When it seemed like everybody I knew was doing decade retrospectives for the new year, I was scowling and feeling resistant to doing that much reflection. I always chafe a bit at the resolution thing; expecting to change ourselves all at once is, after all, a lot to ask of a single midnight, and frankly I reserve the right to change my goals whenever I darn well please, thank you very much.
Running a small business that works primarily with other small businesses means we're always going back and forth, counting our pennies. Priorities are always shifting, and more often than not, something has to go, at least temporarily. It's constant negotiating on every front, including with ourselves.

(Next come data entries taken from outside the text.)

//! Cooperative task runtime (C4).
//!
//! The whole crate runs on a single OS thread: a `tokio::task::LocalSet`
//! drives every task, so entities in the graph (C6) can use `Rc<RefCell<_>>`
//! instead of `Arc<Mutex<_>>` — there is no preemption, and two methods on
//! the same entity that both touch the adapter serialise naturally because
//! they share the one scheduler (§5). `spawn_local` (rather than `tokio::
//! spawn`) is what makes that legal: tasks do not need to be `Send`.
//!
//! Grounded on the teacher's own async usage (`perl-dap` is a `tokio`
//! application throughout); the primitives below (`memoize`, one-shot
//! `Event`, FIFO `Mutex`, `timeout`) are new surface the teacher doesn't
//! need (it never coalesces concurrent identical adapter calls), built from
//! `tokio::sync` building blocks the same way the teacher builds
//! `tcp_attach`'s timeout handling from `tokio::time`.

use std::cell::RefCell;
use std::collections::HashMap;
use std::future::Future;
use std::hash::Hash;
use std::rc::Rc;
use std::time::Duration;

use tokio::sync::watch;
use tokio_util::sync::CancellationToken;

use crate::error::{DapError, DapResult};

/// A cancellation token together with the tasks it should cancel when
/// dropped/cancelled. Children inherit the parent's cancellation (§4.4).
#[derive(Clone)]
pub struct TaskScope {
    token: CancellationToken,
}

impl TaskScope {
    pub fn root() -> Self {
        Self { token: CancellationToken::new() }
    }

    pub fn child(&self) -> Self {
        Self { token: self.token.child_token() }
    }

    pub fn cancel(&self) {
        self.token.cancel();
    }

    pub fn is_cancelled(&self) -> bool {
        self.token.is_cancelled()
    }

    pub fn token(&self) -> CancellationToken {
        self.token.clone()
    }
}

/// A cancellable handle to a spawned task, `await`-able for its result.
pub struct TaskHandle<T> {
    scope: TaskScope,
    inner: tokio::task::JoinHandle<T>,
}

impl<T: 'static> TaskHandle<T> {
    pub fn cancel(&self) {
        self.scope.cancel();
        self.inner.abort();
    }

    /// Awaits the task's result. Resolves to `Err(DapError::Cancelled)` if
    /// the task was cancelled before completing.
    pub async fn join(self) -> DapResult<T> {
        match self.inner.await {
            Ok(v) => Ok(v),
            Err(e) if e.is_cancelled() => Err(DapError::Cancelled),
            Err(e) => Err(DapError::Protocol(format!("task panicked: {e}"))),
        }
    }
}

/// Spawns `fut` as a child of `parent` (or a fresh root scope if `parent`
/// is `None`). The returned task observes cancellation of its own scope or
/// any ancestor scope.
pub fn spawn<F, T>(fut: F, parent: Option<&TaskScope>) -> TaskHandle<T>
where
    F: Future<Output = T> + 'static,
    T: 'static,
{
    let scope = parent.map(TaskScope::child).unwrap_or_else(TaskScope::root);
    let inner = tokio::task::spawn_local(fut);
    TaskHandle { scope, inner }
}

/// Converts a callback-style API into an awaitable one (§4.4
/// `await_callback`). `register` is called once with a completion closure;
/// the returned future resolves when that closure is invoked.
pub async fn await_callback<T, F>(register: F) -> T
where
    T: 'static,
    F: FnOnce(Box<dyn FnOnce(T)>),
{
    let (tx, rx) = tokio::sync::oneshot::channel();
    register(Box::new(move |v| {
        let _ = tx.send(v);
    }));
    rx.await.expect("completion closure dropped without calling back")
}

/// Awaits every task, in order; the first error cancels the remaining
/// siblings and is returned (§4.4 `await_all`).
pub async fn await_all<T: 'static>(tasks: Vec<TaskHandle<T>>) -> DapResult<Vec<T>> {
    let mut out = Vec::with_capacity(tasks.len());
    let mut failed = false;
    let mut first_err = None;
    for task in tasks {
        if failed {
            task.cancel();
            continue;
        }
        match task.join().await {
            Ok(v) => out.push(v),
            Err(e) => {
                failed = true;
                first_err = Some(e);
            }
        }
    }
    match first_err {
        Some(e) => Err(e),
        None => Ok(out),
    }
}

/// Races `fut` against a `ms`-millisecond timer (§4.4 `timeout`).
pub async fn timeout<F, T>(ms: u64, fut: F) -> DapResult<T>
where
    F: Future<Output = T>,
{
    match tokio::time::timeout(Duration::from_millis(ms), fut).await {
        Ok(v) => Ok(v),
        Err(_) => Err(DapError::Cancelled),
    }
}

/// A one-shot event: `wait()` resolves exactly once, whenever `set` is
/// first called (§4.4 `event`).
#[derive(Clone)]
pub struct Event<T: Clone> {
    rx: watch::Receiver<Option<T>>,
    tx: Rc<watch::Sender<Option<T>>>,
}

impl<T: Clone + 'static> Event<T> {
    pub fn new() -> Self {
        let (tx, rx) = watch::channel(None);
        Self { rx, tx: Rc::new(tx) }
    }

    /// Sets the event's value. Subsequent calls are no-ops.
    pub fn set(&self, value: T) {
        self.tx.send_if_modified(|slot| {
            if slot.is_some() {
                false
            } else {
                *slot = Some(value);
                true
            }
        });
    }

    pub async fn wait(&self) -> T {
        let mut rx = self.rx.clone();
        loop {
            if let Some(v) = rx.borrow().clone() {
                return v;
            }
            if rx.changed().await.is_err() {
                // Sender dropped without ever setting a value: wait forever
                // rather than fabricate a value, matching "never resolves
                // until set()".
                std::future::pending::<()>().await;
            }
        }
    }
}

impl<T: Clone + 'static> Default for Event<T> {
    fn default() -> Self {
        Self::new()
    }
}

/// A FIFO-fair mutex over a *logical* resource (not memory) — used to
/// serialise adapter calls the adapter itself cannot correlate when issued
/// concurrently (§4.4 `mutex`; used by the breakpoint synchroniser, C10).
pub struct Mutex {
    inner: std::sync::Arc<tokio::sync::Mutex<()>>,
}

impl Clone for Mutex {
    fn clone(&self) -> Self {
        Self { inner: self.inner.clone() }
    }
}

impl Mutex {
    pub fn new() -> Self {
        Self { inner: std::sync::Arc::new(tokio::sync::Mutex::new(())) }
    }

    /// Acquires the lock; cancelling the returned future while still
    /// waiting removes it from the wait queue without acquiring (this is
    /// `tokio::sync::Mutex`'s native behaviour: a dropped `lock()` future
    /// never touches the queue slot it reserved).
    pub async fn lock(&self) -> MutexGuard {
        let permit = self.inner.clone().lock_owned().await;
        MutexGuard { _permit: permit }
    }
}

impl Default for Mutex {
    fn default() -> Self {
        Self::new()
    }
}

pub struct MutexGuard {
    _permit: tokio::sync::OwnedMutexGuard<()>,
}

/// Coalesces concurrent invocations of the same underlying async operation
/// keyed by `K` into a single call; all callers observe the same result,
/// and the cache entry is discarded once the call resolves (§4.4 `memoize`,
/// O4). Grounded on the spec's requirement that heavy entity fetches
/// (stack trace, variables) issue exactly one adapter request per coalesced
/// cohort.
pub struct Memoizer<K, V> {
    inflight: RefCell<HashMap<K, watch::Receiver<Option<Result<V, String>>>>>,
}

impl<K, V> Default for Memoizer<K, V>
where
    K: Eq + Hash + Clone,
    V: Clone,
{
    fn default() -> Self {
        Self { inflight: RefCell::new(HashMap::new()) }
    }
}

impl<K, V> Memoizer<K, V>
where
    K: Eq + Hash + Clone,
    V: Clone + 'static,
{
    pub fn new() -> Self {
        Self::default()
    }

    /// Runs `make` for `key` unless a call for the same key is already in
    /// flight, in which case this caller awaits that call's result instead.
    pub async fn call<F>(&self, key: K, make: F) -> DapResult<V>
    where
        F: Future<Output = DapResult<V>>,
    {
        if let Some(existing) = self.inflight.borrow().get(&key).cloned() {
            return Self::await_slot(existing).await;
        }

        let (tx, rx) = watch::channel(None);
        self.inflight.borrow_mut().insert(key.clone(), rx.clone());
        let result = make.await;
        let _ = tx.send(Some(result.clone().map_err(|e| e.to_string())));
        self.inflight.borrow_mut().remove(&key);
        result
    }

    async fn await_slot(mut rx: watch::Receiver<Option<Result<V, String>>>) -> DapResult<V> {
        loop {
            if let Some(r) = rx.borrow().clone() {
                return r.map_err(DapError::Protocol);
            }
            if rx.changed().await.is_err() {
                return Err(DapError::Cancelled);
            }
        }
    }
}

All that negotiating gets U N C O M F O R T A B L E. It's uncomfortable to tell somebody you can't prioritize them right now, and it's uncomfortable when other people tell you that, too. It feels personal, and when we're all operating in a space where our work and our identities are deeply intertwined, everything is a little bit personal. We identify with our work because we care about it, and it's hard to have part of yourself fall down somebody else's priorities list. It's uncomfortable and it's hard.
It's ok to feel it. It's ok to understand that it's part of doing business sometimes while still feeling the hurt and guilt when the shift is going one way or the other. It's ok to take a little bit of space to process those feelings before you react.
The respect comes in when you are able to hear "hey, I know this sucks, but I just can't make it work right now," and respond with "that does suck" and step away a minute. It comes in when you're able to say "hey, your work is amazing but right now I just can't afford it and I'm sorry," and then give other people the space they need to recover from that message--and know that needing space doesn't mean that you did it wrong, just that it sucks. Respect their discomfort enough that you don't expect them to absolve you immediately.
It sucks. It's hard. We're all doing our best. We can respect one another by making space for each other's needs and for our own feelings, both at once. Space before speaking, always.